Esther Phillips – bookend, cover shot & Record Box classic

Kicking off the show is the fantastic cover of now legendary track Home Is Where The Hatred Is. Originally penned by the sage Gil Scott Heron way back in 1971, this cover by Esther Phillips was laid down the same year. Leaving this mortal coil at the tender age of 48, Esther Phillips‘ liver and kidneys finally gave up the ghost. Her life long battle with substance abuse, mainly heroin, finally caught up with her. Kids, drugs are bad. Don’t do drugs! That’s an official FTBOTRB order.

In My Father’s House Are Many Mansions.

John 14:2

Sadly Esther Phillips was laid to rest in an unmarked paupers grave in Compton, LA. Fortunately, one year after her death she was reinterred at Forest Lawns Memorial Park, Hollywood Hills, where a bronze statue marks her musical achievements.

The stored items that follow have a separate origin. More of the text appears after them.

//! Claims domain errors

use thiserror::Error;

use core_kernel::FieldError;

/// Errors raised while filing or reviewing a claim
#[derive(Debug, Clone, PartialEq, Eq, Error)]
pub enum ClaimError {
    #[error("Invalid claim status: {0}")]
    InvalidStatus(String),

    #[error("Field '{field}' is required when moving a claim to {target}")]
    MissingRequiredField { field: String, target: String },

    #[error("Invalid status transition from {from} to {to}")]
    InvalidTransition { from: String, to: String },

    #[error("Validation failed: {0}")]
    Validation(#[from] FieldError),
}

  1. Home Is Where The Hatred Is Esther Phillips
  2. Can’t Go Back Now The Weepies
  3. I Don’t Like Mondays Tori Amos
  4. Happy Bdrmm
  5. Imajghane (The Tuareg People) Bombino
  6. Western Black Midi
  7. Use Me Esther Phillips

Black Midi aren’t alone on the show this week

Joining us and Black Midi this week we also have a short and sweet track from The Weepies. Husband and wife folk pop outfit from Pasadena, California do little to impress Tobin. However, with 5 studio albums under their wing and a string of tours over a 12 year period we’re pretty certain they’re not too bothered. Also licensing many tracks for films such as Sex and the City, Adam and Prom probably means they’re immune tom Tobin’s opinion. Oh yeah, and then there’s the TV shows … Grey’s Anatomy, One Tree Hill, Scrubs, How I Met Your Mother blah blah blah. You get the picture. Sadly, Tobin missed it.

A trio of Cover Shots grace us this week. Two from the aforementioned Esther Phillips with Tori Amos rounding it all off. A classic rendition of The Boomtown Rats‘ arguably best known song. It’s intimate, fragile and brilliantly delivered.

Brenda Spencer wrote to me saying ‘she was glad she’d done it because I’d made her famous,’ which is not a good thing to live with.

Bob Geldof

Let’s talk more about Black Midi

Four piece math rock outfit Black Midi hail out of BRIT School, London. They were formed in 2017 by friends Geordie Greep (vocals, guitar), Matt Kwasniewski-Kelvin (vocals, guitar), Cameron Picton (vocals, bass, synths) and Morgan Simpson (drums). Despite their sound being grounded in math rock, Black Midi take their name from the Japanese musical genre of the same name.

As anyone who’s been lucky enough to catch Black Midi live over recent months will testify, Black Midi’s songs are slippery creatures.

Black Midi’s best year was without doubt 2018. The year saw their debut single Bmbmbm recorded on the eloquently titled label Speedy Wunderground. A few months later came a cassette featuring five live tracks recorded earlier that year. Closing off 2018 Black Midi performed at the Iceland Airwaves music festival in Reykjavic. Playing tracks off of their then untitled Schlagenheim, Black Midi achieved notoriety for their eccentric performance. Widely praised online, YouTube was certainly a launching platform for Black Midi. Further proof, if it was ever needed, that the rise of the internet has been a game changer for musicians. Well, that and From the Bottom of the Record Box.